***** THE INPUT *****

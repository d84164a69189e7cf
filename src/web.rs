use actix_web::{web, App, HttpServer, HttpResponse, Result, ResponseError, middleware};
use actix_web::http::{header, StatusCode};
use actix_files::Files;
use serde::{Deserialize, Serialize};
use std::sync::{Mutex, MutexGuard};
use tracing::info;

use crate::config::AppConfig;
use crate::error::LoggerError;
use crate::form::LogActionRequest;
use crate::session::{self, MatchSession};
use crate::store::LogStore;
use crate::tracker::{Action, EventRecord, MatchState, Team};

/// Shared state for the single operator's session
pub struct AppState {
    pub store: LogStore,
    pub session: Mutex<Option<MatchSession>>,
}

impl AppState {
    pub fn new(store: LogStore) -> Self {
        AppState {
            store,
            session: Mutex::new(None),
        }
    }

    fn session(&self) -> MutexGuard<'_, Option<MatchSession>> {
        self.session.lock().unwrap_or_else(|poisoned| poisoned.into_inner())
    }
}

impl ResponseError for LoggerError {
    fn status_code(&self) -> StatusCode {
        match self {
            LoggerError::NoActiveLog | LoggerError::LogExists(_) => StatusCode::CONFLICT,
            LoggerError::LogNotFound(_) => StatusCode::NOT_FOUND,
            e if e.is_input_error() => StatusCode::BAD_REQUEST,
            _ => StatusCode::INTERNAL_SERVER_ERROR,
        }
    }

    fn error_response(&self) -> HttpResponse {
        HttpResponse::build(self.status_code()).json(serde_json::json!({
            "success": false,
            "error": self.to_string()
        }))
    }
}

#[derive(Deserialize)]
pub struct SelectRequest {
    name: String,
}

#[derive(Deserialize)]
pub struct CreateRequest {
    name: Option<String>,
}

#[derive(Serialize)]
pub struct LogsResponse {
    logs: Vec<String>,
    active: Option<String>,
}

#[derive(Serialize)]
pub struct StateResponse {
    log_name: String,
    entries: usize,
    state: MatchState,
}

#[derive(Serialize)]
pub struct LogActionResponse {
    success: bool,
    record: EventRecord,
    state: MatchState,
}

#[derive(Serialize)]
pub struct FormOptions {
    teams: Vec<&'static str>,
    actions: Vec<&'static str>,
}

// Log listing endpoint
async fn list_logs(state: web::Data<AppState>) -> Result<HttpResponse, LoggerError> {
    let logs = state.store.list()?;
    let active = state.session().as_ref().map(|s| s.log_name.clone());
    Ok(HttpResponse::Ok().json(LogsResponse { logs, active }))
}

// New log endpoint; the created log becomes the active one
async fn create_log(
    req: web::Json<CreateRequest>,
    state: web::Data<AppState>,
) -> Result<HttpResponse, LoggerError> {
    let name = state.store.create(req.name.as_deref())?;
    session::select(&mut state.session(), &state.store, &name)?;
    Ok(HttpResponse::Created().json(serde_json::json!({"success": true, "name": name})))
}

// Log selection endpoint
async fn select_log(
    req: web::Json<SelectRequest>,
    state: web::Data<AppState>,
) -> Result<HttpResponse, LoggerError> {
    let mut active = state.session();
    session::select(&mut active, &state.store, &req.name)?;
    let entries = active.as_ref().map(|s| s.entries.len()).unwrap_or(0);
    Ok(HttpResponse::Ok().json(serde_json::json!({"success": true, "entries": entries})))
}

// Current match state endpoint
async fn get_state(state: web::Data<AppState>) -> Result<HttpResponse, LoggerError> {
    let active = state.session();
    let session = active.as_ref().ok_or(LoggerError::NoActiveLog)?;
    Ok(HttpResponse::Ok().json(StateResponse {
        log_name: session.log_name.clone(),
        entries: session.entries.len(),
        state: session.state.clone(),
    }))
}

// Logged rows endpoint
async fn get_entries(state: web::Data<AppState>) -> Result<HttpResponse, LoggerError> {
    let active = state.session();
    let session = active.as_ref().ok_or(LoggerError::NoActiveLog)?;
    Ok(HttpResponse::Ok().json(&session.entries))
}

// Action logging endpoint
async fn log_action(
    req: web::Json<LogActionRequest>,
    state: web::Data<AppState>,
) -> Result<HttpResponse, LoggerError> {
    let mut active = state.session();
    let record = session::log_action(&mut active, &state.store, &req)?;
    let match_state = active.as_ref().map(|s| s.state.clone()).unwrap_or_default();
    Ok(HttpResponse::Ok().json(LogActionResponse {
        success: true,
        record,
        state: match_state,
    }))
}

// CSV download endpoint
async fn download(state: web::Data<AppState>) -> Result<HttpResponse, LoggerError> {
    let active = state.session();
    let session = active.as_ref().ok_or(LoggerError::NoActiveLog)?;
    let csv = session.to_csv()?;
    Ok(HttpResponse::Ok()
        .content_type("text/csv")
        .insert_header((
            header::CONTENT_DISPOSITION,
            format!("attachment; filename=\"{}\"", session.log_name),
        ))
        .body(csv))
}

// Dropdown choices for the form
async fn form_options() -> Result<HttpResponse> {
    Ok(HttpResponse::Ok().json(FormOptions {
        teams: Team::ALL.iter().map(|t| t.as_str()).collect(),
        actions: Action::ALL.iter().map(|a| a.as_str()).collect(),
    }))
}

// HTML page handler
async fn index() -> Result<HttpResponse> {
    let html = include_str!("../templates/index.html");
    Ok(HttpResponse::Ok().content_type("text/html").body(html))
}

/// Registers every route; shared by the server and the handler tests
pub fn configure(cfg: &mut web::ServiceConfig) {
    cfg.route("/", web::get().to(index))
        .route("/api/options", web::get().to(form_options))
        .route("/api/logs", web::get().to(list_logs))
        .route("/api/logs", web::post().to(create_log))
        .route("/api/select", web::post().to(select_log))
        .route("/api/state", web::get().to(get_state))
        .route("/api/entries", web::get().to(get_entries))
        .route("/api/log", web::post().to(log_action))
        .route("/api/download", web::get().to(download));
}

pub async fn start_server(config: AppConfig) -> std::io::Result<()> {
    let store = LogStore::open(&config.log_dir)
        .map_err(|e| std::io::Error::other(e.to_string()))?;
    let app_state = web::Data::new(AppState::new(store));

    info!(port = config.port, log_dir = %config.log_dir.display(), "starting web server");

    HttpServer::new(move || {
        App::new()
            .app_data(app_state.clone())
            .wrap(middleware::Logger::default())
            .service(Files::new("/static", "static"))
            .configure(configure)
    })
    .bind((config.bind.as_str(), config.port))?
    .run()
    .await
}
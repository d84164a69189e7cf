mod config;
mod display;
mod error;
mod form;
mod parser;
mod session;
mod store;
mod tracker;
mod web;

use clap::Parser;
use tracing_subscriber::EnvFilter;

use config::{AppConfig, Cli, Command};
use display::{format_score, format_server, print_log};
use form::LogActionRequest;
use session::MatchSession;
use store::LogStore;

#[tokio::main]
async fn main() -> Result<(), Box<dyn std::error::Error>> {
    tracing_subscriber::fmt()
        .with_env_filter(EnvFilter::try_from_default_env().unwrap_or_else(|_| EnvFilter::new("info")))
        .init();

    let cli = Cli::parse();

    // Web mode
    if let Command::Web { port, bind } = cli.command {
        let config = AppConfig {
            log_dir: cli.log_dir,
            bind,
            port,
        };

        println!("Starting web server on port {}...", config.port);
        println!("Logs are stored in {}", config.log_dir.display());
        println!("Access the site at http://localhost:{}", config.port);

        web::start_server(config).await?;
        return Ok(());
    }

    // CLI mode
    let store = LogStore::open(&cli.log_dir)?;

    match cli.command {
        Command::Web { .. } => {}
        Command::List => {
            let logs = store.list()?;
            if logs.is_empty() {
                println!("No logs in {}", store.dir().display());
            }
            for name in logs {
                println!("{}", name);
            }
        }
        Command::New { name } => {
            let name = store.create(name.as_deref())?;
            println!("Created {}", store.dir().join(name).display());
        }
        Command::Show { name } => {
            let session = MatchSession::open(&store, &name)?;
            print_log(&session.log_name, &session.entries, &session.state);
        }
        Command::Log { name, timestamp, player, team, action, rotation } => {
            let mut active = None;
            session::select(&mut active, &store, &name)?;

            let req = LogActionRequest { timestamp, player, team, action, rotation };
            let record = session::log_action(&mut active, &store, &req)?;

            println!("Action logged! (rally {})", record.rally);
            if let Some(session) = &active {
                println!("Score: {}", format_score(&session.state));
                println!("Serving: {}", format_server(session.state.serve_team));
            }
        }
    }

    Ok(())
}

*****

Only the number is wanted. Count the lines above that include the word "configure".

SOLUTION TO THIS TASK | 2